On Mon, Aug 2, 2021 at 10:50 AM Thorsten Kukuk
On Mon, Aug 02, Mathias Homann wrote:
Am Sonntag, 1. August 2021, 15:15:20 CEST schrieb Giuseppe Fierro:
I've returned to OpenSUSE after years and it was quite shocking to see the weird permissions for user's home directory.
How about switching to "user private groups" the way red hat does it?
For system accounts we do this even today already.
So only a little step to do it for normal users, too.
it's a two fold thing:
1. each user has a dedicated primary group with the same name as their username 2. default permissions are 640 for regular data, use 0600 for sensitive stuff and home directories.
then, to give user fred read access to toms files: "usermod -aG tom fred"
So people either need admin access to usermod or they always need to look for an admin if you want to exchange files with one other person. I'm pretty sure the result will be that most people will use "644" then.
The private group was not about accessing other user's files. It allowed using group permissions to control access to shared project data.
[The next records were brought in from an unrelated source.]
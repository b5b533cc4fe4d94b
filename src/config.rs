use color_eyre::{eyre::eyre, Result};
use serde::Deserialize;
use std::path::{Path, PathBuf};
use std::time::Duration;

use crate::league::MaxAges;

#[derive(Debug, Clone, Deserialize)]
pub struct Config {
  pub api: ApiConfig,
  /// Application version used to namespace cache entries
  pub app_version: Option<String>,
  /// Season used when a command doesn't name one
  pub default_season: Option<u32>,
  #[serde(default)]
  pub cache: CacheConfig,
  #[serde(default)]
  pub throttle: ThrottleConfig,
}

#[derive(Debug, Clone, Deserialize)]
pub struct ApiConfig {
  pub base_url: String,
}

#[derive(Debug, Clone, Deserialize)]
pub struct CacheConfig {
  /// Database location (defaults to the user data directory)
  pub path: Option<PathBuf>,
  /// When false, nothing is persisted and every read misses
  #[serde(default = "default_true")]
  pub enabled: bool,
}

impl Default for CacheConfig {
  fn default() -> Self {
    Self {
      path: None,
      enabled: true,
    }
  }
}

fn default_true() -> bool {
  true
}

/// Max-age per resource, in seconds
#[derive(Debug, Clone, Deserialize)]
#[serde(default)]
pub struct ThrottleConfig {
  pub games: u64,
  pub standings: u64,
  pub teams: u64,
  pub playoffs: u64,
  pub players: u64,
  pub status: u64,
}

impl Default for ThrottleConfig {
  fn default() -> Self {
    let defaults = MaxAges::default();
    Self {
      games: defaults.games.as_secs(),
      standings: defaults.standings.as_secs(),
      teams: defaults.teams.as_secs(),
      playoffs: defaults.playoffs.as_secs(),
      players: defaults.players.as_secs(),
      status: defaults.status.as_secs(),
    }
  }
}

impl ThrottleConfig {
  pub fn max_ages(&self) -> MaxAges {
    MaxAges {
      games: Duration::from_secs(self.games),
      standings: Duration::from_secs(self.standings),
      teams: Duration::from_secs(self.teams),
      playoffs: Duration::from_secs(self.playoffs),
      players: Duration::from_secs(self.players),
      status: Duration::from_secs(self.status),
    }
  }
}

impl Config {
  /// Load configuration from file.
  ///
  /// Search order:
  /// 1. Explicit path if provided
  /// 2. ./rinksync.yaml (current directory)
  /// 3. $XDG_CONFIG_HOME/rinksync/config.yaml
  pub fn load(explicit_path: Option<&Path>) -> Result<Self> {
    let path = if let Some(p) = explicit_path {
      if p.exists() {
        Some(p.to_path_buf())
      } else {
        return Err(eyre!("Config file not found: {}", p.display()));
      }
    } else {
      Self::find_config_file()
    };

    match path {
      Some(p) => Self::load_from_path(&p),
      None => Err(eyre!(
        "No configuration file found. Create one at ~/.config/rinksync/config.yaml"
      )),
    }
  }

  fn find_config_file() -> Option<PathBuf> {
    // Check current directory
    let local = PathBuf::from("rinksync.yaml");
    if local.exists() {
      return Some(local);
    }

    // Check XDG config directory
    if let Some(config_dir) = dirs::config_dir() {
      let xdg_path = config_dir.join("rinksync").join("config.yaml");
      if xdg_path.exists() {
        return Some(xdg_path);
      }
    }

    None
  }

  fn load_from_path(path: &Path) -> Result<Self> {
    let contents = std::fs::read_to_string(path)
      .map_err(|e| eyre!("Failed to read config file {}: {}", path.display(), e))?;

    Self::from_yaml(&contents)
      .map_err(|e| eyre!("Invalid config file {}: {}", path.display(), e))
  }

  /// Parse and validate a YAML document.
  pub fn from_yaml(contents: &str) -> Result<Self> {
    let config: Config =
      serde_yaml::from_str(contents).map_err(|e| eyre!("Failed to parse config: {}", e))?;

    url::Url::parse(&config.api.base_url)
      .map_err(|e| eyre!("Invalid api.base_url '{}': {}", config.api.base_url, e))?;

    Ok(config)
  }

  /// Get the API key from environment variables.
  ///
  /// Checks RINKSYNC_API_KEY first, then API_KEY as fallback. Without a key
  /// only reads are possible.
  pub fn get_api_key() -> Option<String> {
    std::env::var("RINKSYNC_API_KEY")
      .or_else(|_| std::env::var("API_KEY"))
      .ok()
      .filter(|key| !key.trim().is_empty())
  }

  /// Directory for log files, next to the cache database.
  pub fn log_dir() -> Option<PathBuf> {
    dirs::data_dir()
      .or_else(|| dirs::home_dir().map(|p| p.join(".local/share")))
      .map(|p| p.join("rinksync").join("logs"))
  }
}
//! Debounced user registration.
//!
//! Settings screens change followed teams one toggle at a time; each change
//! schedules a registration and only the last one within the quiet period
//! is sent.

use std::time::Duration;
use tracing::warn;

use crate::debounce::Debouncer;

use super::api_types::UserRegistration;
use super::sync_client::SyncClient;

/// Quiet period before a registration is sent.
pub const REGISTRATION_DELAY: Duration = Duration::from_secs(2);

pub struct UserRegistrar {
  client: SyncClient,
  debouncer: Debouncer,
}

impl UserRegistrar {
  pub fn new(client: SyncClient) -> Self {
    Self::with_delay(client, REGISTRATION_DELAY)
  }

  pub fn with_delay(client: SyncClient, delay: Duration) -> Self {
    Self {
      client,
      debouncer: Debouncer::new(delay),
    }
  }

  /// Schedule `registration`, superseding any registration still waiting.
  pub fn schedule(&self, registration: UserRegistration) {
    let client = self.client.clone();
    self.debouncer.trigger(move || async move {
      if let Err(e) = client.register_user(&registration).await {
        warn!(user = %registration.id, error = %e, "User registration failed");
      }
    });
  }

  pub fn is_pending(&self) -> bool {
    self.debouncer.is_pending()
  }
}

#[cfg(test)]
mod tests {
  use super::*;
  use crate::league::test_support::harness;
  use serde_json::json;

  fn registration(teams: &[&str]) -> UserRegistration {
    UserRegistration {
      id: "user-1".to_string(),
      teams: teams.iter().map(|t| t.to_string()).collect(),
      apn_token: None,
      app_version: None,
    }
  }

  #[tokio::test(start_paused = true)]
  async fn test_rapid_changes_send_one_registration() {
    let h = harness();
    h.transport.reply("user", 200, json!({}));
    let registrar = UserRegistrar::with_delay(h.client.clone(), Duration::from_millis(500));

    registrar.schedule(registration(&["LHF"]));
    tokio::time::sleep(Duration::from_millis(100)).await;
    registrar.schedule(registration(&["LHF", "FHC"]));
    assert!(registrar.is_pending());

    tokio::time::sleep(Duration::from_secs(1)).await;

    assert_eq!(h.transport.post_count(), 1);
    let posts = h.transport.posts.lock().unwrap();
    assert_eq!(posts[0].2["teams"], json!(["LHF", "FHC"]));
  }

  #[tokio::test(start_paused = true)]
  async fn test_unchanged_registration_is_not_resent() {
    let h = harness();
    h.transport.reply("user", 200, json!({}));
    let registrar = UserRegistrar::with_delay(h.client.clone(), Duration::from_millis(500));

    registrar.schedule(registration(&["LHF"]));
    tokio::time::sleep(Duration::from_secs(1)).await;
    registrar.schedule(registration(&["LHF"]));
    tokio::time::sleep(Duration::from_secs(1)).await;

    assert_eq!(h.transport.post_count(), 1);
  }
}
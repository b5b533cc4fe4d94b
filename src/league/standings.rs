//! Live-adjusted standings: a read-only projection that treats games in
//! progress as if they ended at the current score.

use std::collections::HashMap;

use super::types::{Game, GameStatus, GameType, League, Standing, StandingResults};

/// Points a live game would award `team_code` if it ended now.
///
/// The leader takes 3 (2 once in overtime or shootout), the trailing side 0
/// (1 in overtime or shootout). A tied game is headed for overtime, so both
/// sides are credited the point they are guaranteed.
fn projected_points(game: &Game, team_code: &str) -> u32 {
  let extra_time = matches!(
    game.status,
    Some(GameStatus::Overtime | GameStatus::Shootout)
  ) || game.is_overtime_or_shootout();

  match game.leader() {
    None => 1,
    Some(leader) if leader == team_code => {
      if extra_time {
        2
      } else {
        3
      }
    }
    Some(_) => u32::from(extra_time),
  }
}

/// Project standings with every live regular-season game counted at its
/// current score. Playoff and relegation games never touch the table.
///
/// Rows are re-sorted by points, then goal differential, then previous rank,
/// and re-ranked from 1. The input is left untouched.
pub fn live_standings(standings: &[Standing], games: &[Game]) -> Vec<Standing> {
  let mut by_team: HashMap<&str, Vec<&Game>> = HashMap::new();
  let live = games
    .iter()
    .filter(|g| g.is_live() && g.game_type == GameType::Regular);
  for game in live {
    by_team.entry(&game.home_team_code).or_default().push(game);
    by_team.entry(&game.away_team_code).or_default().push(game);
  }

  let mut projected: Vec<Standing> = standings
    .iter()
    .map(|row| {
      let mut row = row.clone();
      for game in by_team.get(row.team_code.as_str()).into_iter().flatten() {
        let (goals_for, goals_against) = game.score_for(&row.team_code);
        row.gp += 1;
        row.points += projected_points(game, &row.team_code);
        row.diff += goals_for as i32 - goals_against as i32;
      }
      row
    })
    .collect();

  projected.sort_by(|a, b| {
    b.points
      .cmp(&a.points)
      .then(b.diff.cmp(&a.diff))
      .then(a.rank.cmp(&b.rank))
  });
  for (i, row) in projected.iter_mut().enumerate() {
    row.rank = i as u32 + 1;
  }

  projected
}

impl StandingResults {
  /// Live-adjusted table for one league, using only that league's games.
  pub fn live_adjusted(&self, league: League, games: &[Game]) -> Vec<Standing> {
    let league_games: Vec<Game> = games
      .iter()
      .filter(|g| g.league == league)
      .cloned()
      .collect();
    live_standings(self.for_league(league), &league_games)
  }
}
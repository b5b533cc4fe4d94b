//! Persistent key/value storage and its SQLite implementation.

use rusqlite::{params, Connection, OptionalExtension};
use std::path::{Path, PathBuf};
use std::sync::Mutex;

use crate::error::{Result, SyncError};

/// Byte storage keyed by `(namespace, key)`.
///
/// Writes are durable before returning. Every filesystem or database failure is
/// reported; deciding whether to treat it as a miss is left to the caller.
pub trait PersistentStore: Send + Sync {
  /// Store bytes under a key, replacing any previous value.
  fn put(&self, namespace: &str, key: &str, bytes: &[u8]) -> Result<()>;

  /// Load bytes for a key. Returns `SyncError::NotFound` if absent.
  fn get(&self, namespace: &str, key: &str) -> Result<Vec<u8>>;

  /// List every raw key stored in a namespace.
  fn list_keys(&self, namespace: &str) -> Result<Vec<String>>;

  /// Remove a key. Removing a missing key is not an error.
  fn remove(&self, namespace: &str, key: &str) -> Result<()>;
}

/// Storage implementation that doesn't store anything.
/// Used when caching is disabled - every read misses.
pub struct NoopStorage;

impl PersistentStore for NoopStorage {
  fn put(&self, _namespace: &str, _key: &str, _bytes: &[u8]) -> Result<()> {
    Ok(()) // Discard
  }

  fn get(&self, _namespace: &str, key: &str) -> Result<Vec<u8>> {
    Err(SyncError::NotFound(key.to_string()))
  }

  fn list_keys(&self, _namespace: &str) -> Result<Vec<String>> {
    Ok(Vec::new())
  }

  fn remove(&self, _namespace: &str, _key: &str) -> Result<()> {
    Ok(())
  }
}

/// SQLite-based storage implementation.
///
/// One row per `(namespace, key)`; values are replaced wholesale on write.
pub struct SqliteStorage {
  conn: Mutex<Connection>,
}

impl SqliteStorage {
  /// Open the store at the default location.
  pub fn open_default() -> Result<Self> {
    let path = Self::default_path()?;
    Self::open(&path)
  }

  /// Open (or create) the store at a specific path.
  pub fn open(path: &Path) -> Result<Self> {
    // Ensure parent directory exists
    if let Some(parent) = path.parent() {
      std::fs::create_dir_all(parent).map_err(|e| {
        SyncError::Storage(format!(
          "Failed to create cache directory {}: {}",
          parent.display(),
          e
        ))
      })?;
    }

    let conn = Connection::open(path).map_err(|e| {
      SyncError::Storage(format!(
        "Failed to open cache database at {}: {}",
        path.display(),
        e
      ))
    })?;

    Self::with_connection(conn)
  }

  /// Open a throwaway in-memory store.
  pub fn open_in_memory() -> Result<Self> {
    Self::with_connection(Connection::open_in_memory()?)
  }

  fn with_connection(conn: Connection) -> Result<Self> {
    let storage = Self {
      conn: Mutex::new(conn),
    };
    storage.run_migrations()?;
    Ok(storage)
  }

  /// Get the default database path.
  pub fn default_path() -> Result<PathBuf> {
    let data_dir = dirs::data_dir()
      .or_else(|| dirs::home_dir().map(|p| p.join(".local/share")))
      .ok_or_else(|| SyncError::Storage("Could not determine data directory".to_string()))?;

    Ok(data_dir.join("rinksync").join("cache.db"))
  }

  /// Run database migrations for the store table.
  fn run_migrations(&self) -> Result<()> {
    let conn = self.lock()?;
    conn
      .execute_batch(STORE_SCHEMA)
      .map_err(|e| SyncError::Storage(format!("Failed to run cache migrations: {}", e)))?;
    Ok(())
  }

  fn lock(&self) -> Result<std::sync::MutexGuard<'_, Connection>> {
    self
      .conn
      .lock()
      .map_err(|e| SyncError::Storage(format!("Lock poisoned: {}", e)))
  }
}

/// Schema for the key/value table.
const STORE_SCHEMA: &str = r#"
PRAGMA synchronous = FULL;

CREATE TABLE IF NOT EXISTS kv_store (
    namespace TEXT NOT NULL,
    key TEXT NOT NULL,
    data BLOB NOT NULL,
    written_at TEXT NOT NULL DEFAULT (datetime('now')),
    PRIMARY KEY (namespace, key)
);
"#;

impl PersistentStore for SqliteStorage {
  fn put(&self, namespace: &str, key: &str, bytes: &[u8]) -> Result<()> {
    let conn = self.lock()?;
    conn
      .execute(
        "INSERT OR REPLACE INTO kv_store (namespace, key, data, written_at)
         VALUES (?, ?, ?, datetime('now'))",
        params![namespace, key, bytes],
      )
      .map_err(|e| SyncError::Storage(format!("Failed to store {}: {}", key, e)))?;
    Ok(())
  }

  fn get(&self, namespace: &str, key: &str) -> Result<Vec<u8>> {
    let conn = self.lock()?;
    let data: Option<Vec<u8>> = conn
      .query_row(
        "SELECT data FROM kv_store WHERE namespace = ? AND key = ?",
        params![namespace, key],
        |row| row.get(0),
      )
      .optional()
      .map_err(|e| SyncError::Storage(format!("Failed to read {}: {}", key, e)))?;

    data.ok_or_else(|| SyncError::NotFound(key.to_string()))
  }

  fn list_keys(&self, namespace: &str) -> Result<Vec<String>> {
    let conn = self.lock()?;
    let mut stmt = conn
      .prepare("SELECT key FROM kv_store WHERE namespace = ? ORDER BY key")
      .map_err(|e| SyncError::Storage(format!("Failed to prepare query: {}", e)))?;

    let keys = stmt
      .query_map(params![namespace], |row| row.get::<_, String>(0))
      .map_err(|e| SyncError::Storage(format!("Failed to list keys: {}", e)))?
      .collect::<std::result::Result<Vec<_>, _>>()?;

    Ok(keys)
  }

  fn remove(&self, namespace: &str, key: &str) -> Result<()> {
    let conn = self.lock()?;
    conn
      .execute(
        "DELETE FROM kv_store WHERE namespace = ? AND key = ?",
        params![namespace, key],
      )
      .map_err(|e| SyncError::Storage(format!("Failed to remove {}: {}", key, e)))?;
    Ok(())
  }
}
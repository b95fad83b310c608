//! Standalone broker.
//!
//! Binds `tcp://*:5555` unless `MDP_BROKER_ENDPOINT` says otherwise. Set
//! `MDP_BROKER_CONFIG` to a JSON file to override heartbeat settings:
//!
//! ```json
//! { "heartbeat_interval_ms": 1000, "heartbeat_liveness": 5 }
//! ```
//!
//! ```sh
//! RUST_LOG=debug cargo run --example broker
//! ```

use majordomo::config::{self, BrokerConfig, DEFAULT_BROKER_BIND};
use majordomo::Broker;
use tracing_subscriber::EnvFilter;

fn main() -> Result<(), Box<dyn std::error::Error>> {
    tracing_subscriber::fmt()
        .with_env_filter(EnvFilter::try_from_default_env().unwrap_or_else(|_| EnvFilter::new("info")))
        .init();

    let config: BrokerConfig = match std::env::var("MDP_BROKER_CONFIG") {
        Ok(path) => config::from_json_file(path)?,
        Err(_) => BrokerConfig::default(),
    };
    let endpoint =
        std::env::var("MDP_BROKER_ENDPOINT").unwrap_or_else(|_| DEFAULT_BROKER_BIND.to_string());

    let mut broker = Broker::builder().config(config).bind(&endpoint)?;
    broker.run()?;
    Ok(())
}
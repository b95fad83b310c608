//! Encoding and decoding of MDP messages.
//!
//! Pure functions over [`Multipart`] values; no I/O. Decoders consume the
//! message and hand back the remaining frames, so a body is never copied
//! on its way through the broker.
//!
//! # Example
//!
//! ```
//! use majordomo::message::{ByteMultipart, Multipart};
//! use majordomo::protocol::{decode_client_reply, encode_client_request};
//!
//! let request = encode_client_request("echo", ByteMultipart::from_frames(["hi"]));
//! assert_eq!(request.to_vecs(), vec![b"MDPC01".to_vec(), b"echo".to_vec(), b"hi".to_vec()]);
//!
//! // The broker answers with the same header and service name
//! let body = decode_client_reply(request, "echo").unwrap();
//! assert_eq!(body.to_vecs(), vec![b"hi".to_vec()]);
//! ```

use crate::error::{MdpError, Result};
use crate::message::Multipart;

use super::wire_format::{decode_service, Command, Header, MDPC_CLIENT, MDPW_WORKER};

/// A message read from the broker's socket, routing frames split off.
pub enum BrokerInbound<M: Multipart> {
    /// Request from a client.
    Client {
        /// Return address of the client.
        sender: M::Frame,
        /// Requested service.
        service: String,
        /// Request body frames.
        body: M,
    },
    /// Command from a worker.
    Worker {
        /// Return address of the worker.
        sender: M::Frame,
        /// Worker command.
        command: Command,
        /// Command payload frames.
        body: M,
    },
}

/// Split a message received on the broker's ROUTER socket.
///
/// Expects `[sender, "", header, ...]`. Client requests need a service and
/// at least one body frame; worker messages need a command frame.
pub fn decode_broker_inbound<M: Multipart>(mut msg: M) -> Result<BrokerInbound<M>> {
    if msg.len() < 3 {
        return Err(MdpError::Protocol(format!(
            "Message too short ({} frames)",
            msg.len()
        )));
    }
    let sender = msg.pop_front().ok_or_else(|| MdpError::protocol("Missing sender"))?;
    if !msg.pop_front().is_some_and(|f| f.is_empty()) {
        return Err(MdpError::protocol("Missing envelope delimiter"));
    }
    let header = msg.pop_front().ok_or_else(|| MdpError::protocol("Missing header"))?;

    match Header::decode(&header)? {
        Header::Client => {
            if msg.len() < 2 {
                return Err(MdpError::protocol("Client request needs service and body"));
            }
            let service = msg
                .pop_front()
                .ok_or_else(|| MdpError::protocol("Missing service"))?;
            let service = decode_service(&service)?;
            Ok(BrokerInbound::Client {
                sender,
                service,
                body: msg,
            })
        }
        Header::Worker => {
            let command = msg
                .pop_front()
                .ok_or_else(|| MdpError::protocol("Missing command"))?;
            let command = Command::decode(&command)?;
            Ok(BrokerInbound::Worker {
                sender,
                command,
                body: msg,
            })
        }
    }
}

/// Build the frames a client sends: `["MDPC01", service, body...]`.
///
/// A REQ socket adds the envelope delimiter itself.
pub fn encode_client_request<M: Multipart>(service: &str, mut body: M) -> M {
    body.push_front_bytes(service.as_bytes());
    body.push_front_bytes(MDPC_CLIENT);
    body
}

/// Build the broker's answer to a client:
/// `[client, "", "MDPC01", service, body...]`.
pub fn encode_client_reply<M: Multipart>(client: M::Frame, service: &str, mut body: M) -> M {
    body.push_front_bytes(service.as_bytes());
    body.push_front_bytes(MDPC_CLIENT);
    body.wrap(client);
    body
}

/// Validate a reply received on a REQ socket and return its body.
///
/// Expects `["MDPC01", service, body...]` with `service` equal to the one
/// the request was sent to.
pub fn decode_client_reply<M: Multipart>(mut msg: M, service: &str) -> Result<M> {
    if msg.len() < 3 {
        return Err(MdpError::Protocol(format!(
            "Invalid reply ({} frames, need at least 3)",
            msg.len()
        )));
    }
    let header = msg.pop_front().ok_or_else(|| MdpError::protocol("Missing header"))?;
    if &header[..] != MDPC_CLIENT {
        return Err(MdpError::protocol("Reply header is not MDPC01"));
    }
    let reply_service = msg
        .pop_front()
        .ok_or_else(|| MdpError::protocol("Missing service"))?;
    if &reply_service[..] != service.as_bytes() {
        return Err(MdpError::Protocol(format!(
            "Reply from service {} but request went to {}",
            String::from_utf8_lossy(&reply_service),
            service
        )));
    }
    Ok(msg)
}

/// Validate a reply received on a DEALER socket: `["", "MDPC01", service, body...]`.
///
/// Returns the replying service and the body.
pub fn decode_async_reply<M: Multipart>(mut msg: M) -> Result<(String, M)> {
    if msg.len() < 4 {
        return Err(MdpError::Protocol(format!(
            "Invalid reply ({} frames, need at least 4)",
            msg.len()
        )));
    }
    if !msg.pop_front().is_some_and(|f| f.is_empty()) {
        return Err(MdpError::protocol("Missing envelope delimiter"));
    }
    let header = msg.pop_front().ok_or_else(|| MdpError::protocol("Missing header"))?;
    if &header[..] != MDPC_CLIENT {
        return Err(MdpError::protocol("Reply header is not MDPC01"));
    }
    let service = msg
        .pop_front()
        .ok_or_else(|| MdpError::protocol("Missing service"))?;
    Ok((decode_service(&service)?, msg))
}

/// Build a command from the broker to a worker:
/// `[worker, "", "MDPW01", command, payload...]`.
pub fn encode_to_worker<M: Multipart>(worker: M::Frame, command: Command, mut payload: M) -> M {
    payload.push_front_bytes(&[command.as_byte()]);
    payload.push_front_bytes(MDPW_WORKER);
    payload.wrap(worker);
    payload
}

/// Build a command from a worker to the broker: `["", "MDPW01", command, payload...]`.
pub fn encode_to_broker<M: Multipart>(command: Command, mut payload: M) -> M {
    payload.push_front_bytes(&[command.as_byte()]);
    payload.push_front_bytes(MDPW_WORKER);
    payload.push_front_bytes(b"");
    payload
}

/// Split a command received on a worker's DEALER socket.
///
/// Expects `["", "MDPW01", command, payload...]`.
pub fn decode_from_broker<M: Multipart>(mut msg: M) -> Result<(Command, M)> {
    if msg.len() < 3 {
        return Err(MdpError::Protocol(format!(
            "Message too short ({} frames)",
            msg.len()
        )));
    }
    if !msg.pop_front().is_some_and(|f| f.is_empty()) {
        return Err(MdpError::protocol("Missing envelope delimiter"));
    }
    let header = msg.pop_front().ok_or_else(|| MdpError::protocol("Missing header"))?;
    if Header::decode(&header)? != Header::Worker {
        return Err(MdpError::protocol("Header is not MDPW01"));
    }
    let command = msg
        .pop_front()
        .ok_or_else(|| MdpError::protocol("Missing command"))?;
    Ok((Command::decode(&command)?, msg))
}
Because each user is in a private group, you can set umask to allow (full) group access by default; then you create a project directory with SGID bit and owned by the project group and assign users to this project group. So files created in this directory inherit this group and users in this project group have access.
I don't care if we have a shared users group or "private" groups, from a security perspective, the result is similar if people don't care about their permissions.
Different models are better suited for different workflows. Neither is inherently more secure than the other.
But to argument with "security" is the wrong road, because this will not increase "security" by a single jota.